=== Section Start ===

// ═══════════════════════════════════════════════════════════════════════
// State mutators — Move, Attack, Fortify, Promote.
// ═══════════════════════════════════════════════════════════════════════

use crate::battle::{resolve_battle, BattleInputs};
use crate::types::{Event, GameState, Knight, Order, OrderKind};

const FORTIFY_TROOPS: u32 = 200;
const PROMOTE_COST: u32 = 100;

/// Applies an already-validated order, mutating `state` in place and
/// returning the events it produced (always starting with `OrderIssued`).
pub fn apply_order(state: &mut GameState, order: &Order, round: u32, roll_die: impl FnMut() -> u8) -> Vec<Event> {
    let mut events = vec![Event::OrderIssued {
        round,
        owner_nickname: order.owner_nickname.clone(),
        order: order.clone(),
    }];

    match order.kind {
        OrderKind::Move => apply_move(state, order, round, &mut events),
        OrderKind::Attack => apply_attack(state, order, round, roll_die, &mut events),
        OrderKind::Fortify => apply_fortify(state, order),
        OrderKind::Promote => apply_promote(state, order),
    }

    events
}

/// Sets `hex`'s owner to `mover` if it had none, or if `mover` is now the
/// only nickname with troops present on it. Emits `HexCaptured` when the
/// owner actually changes.
fn maybe_transfer_ownership(state: &mut GameState, hex: u8, mover: &str, round: u32, events: &mut Vec<Event>) {
    let hex_state = &mut state.hexes[hex as usize];
    let holders: Vec<&str> = hex_state
        .troops
        .iter()
        .filter(|(_, &troops)| troops > 0)
        .map(|(nickname, _)| nickname.as_str())
        .collect();

    let should_transfer = match &hex_state.owner {
        None => true,
        Some(owner) => owner != mover && holders == [mover],
    };

    if should_transfer {
        let previous_owner = hex_state.owner.clone();
        if previous_owner.as_deref() != Some(mover) {
            hex_state.owner = Some(mover.to_string());
            events.push(Event::HexCaptured {
                round,
                hex,
                previous_owner,
                new_owner: mover.to_string(),
            });
        }
    }
}

fn apply_move(state: &mut GameState, order: &Order, round: u32, events: &mut Vec<Event>) {
    {
        let from = &mut state.hexes[order.from as usize];
        let remaining = from.troops.entry(order.owner_nickname.clone()).or_insert(0);
        *remaining = remaining.saturating_sub(order.troops);
    }
    {
        let to = &mut state.hexes[order.to as usize];
        *to.troops.entry(order.owner_nickname.clone()).or_insert(0) += order.troops;
    }

    maybe_transfer_ownership(state, order.to, &order.owner_nickname, round, events);

    if let Some(knight) = state.knights.get_mut(&order.knight_name) {
        knight.location = order.to;
    }
}

fn apply_fortify(state: &mut GameState, order: &Order) {
    let hex = &mut state.hexes[order.from as usize];
    *hex.troops.entry(order.owner_nickname.clone()).or_insert(0) += FORTIFY_TROOPS;
}

fn apply_promote(state: &mut GameState, order: &Order) {
    {
        let hex = &mut state.hexes[order.from as usize];
        let troops = hex.troops.entry(order.owner_nickname.clone()).or_insert(0);
        *troops -= PROMOTE_COST;
    }

    let seq = state.next_knight_seq;
    state.next_knight_seq += 1;
    let new_name = format!("{}-knight-{}", order.owner_nickname, seq);

    state.knights.insert(
        new_name.clone(),
        Knight {
            name: new_name.clone(),
            owner_nickname: order.owner_nickname.clone(),
            location: order.from,
            alive: true,
            projected_positions: [order.from; 3],
        },
    );
    if let Some(player) = state.players.get_mut(&order.owner_nickname) {
        player.knights.push(new_name);
    }
}

fn apply_attack(state: &mut GameState, order: &Order, round: u32, roll_die: impl FnMut() -> u8, events: &mut Vec<Event>) {
    let hex = order.to;
    let attacker = order.owner_nickname.clone();
    let defender = state.hexes[hex as usize]
        .owner
        .clone()
        .expect("validator guarantees an attack target has an owner");

    {
        let from = &mut state.hexes[order.from as usize];
        let remaining = from.troops.entry(attacker.clone()).or_insert(0);
        *remaining = remaining.saturating_sub(order.troops);
    }

    let defender_troops = state.hexes[hex as usize].troops_for(&defender);
    let inputs = BattleInputs {
        attacker_nickname: attacker.clone(),
        defender_nickname: defender.clone(),
        attacker_troops: order.troops,
        defender_troops,
        attacker_alliance_size: state.alliance_size(&attacker),
        defender_alliance_size: state.alliance_size(&defender),
        attacker_knights: vec![order.knight_name.clone()],
        defender_knights: state.living_knights_at(hex, &defender),
    };

    let result = resolve_battle(inputs, roll_die);

    for knight_name in &result.eliminated_knights {
        if let Some(knight) = state.knights.get_mut(knight_name) {
            knight.alive = false;
        }
        events.push(Event::KnightEliminated {
            round,
            knight_name: knight_name.clone(),
        });
    }

    events.push(Event::BattleFought {
        round,
        hex,
        attacker_nickname: attacker.clone(),
        defender_nickname: defender.clone(),
        rounds: result.rounds.clone(),
        winner: result.winner,
    });

    let hex_state = &mut state.hexes[hex as usize];
    match result.winner {
        crate::types::Side::Attacker => {
            hex_state.troops.insert(defender.clone(), 0);
            *hex_state.troops.entry(attacker.clone()).or_insert(0) += result.attacker_troops_remaining;
            let previous_owner = hex_state.owner.clone();
            hex_state.owner = Some(attacker.clone());
            events.push(Event::HexCaptured {
                round,
                hex,
                previous_owner,
                new_owner: attacker,
            });
        }
        crate::types::Side::Defender => {
            hex_state.troops.insert(defender, result.defender_troops_remaining);
        }
    }
}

=== Section End ===

→ **What to work on**: Select all lines with the word "match" from the entries above.

→ **Task output**:
    match order.kind {
    let should_transfer = match &hex_state.owner {
    match result.winner {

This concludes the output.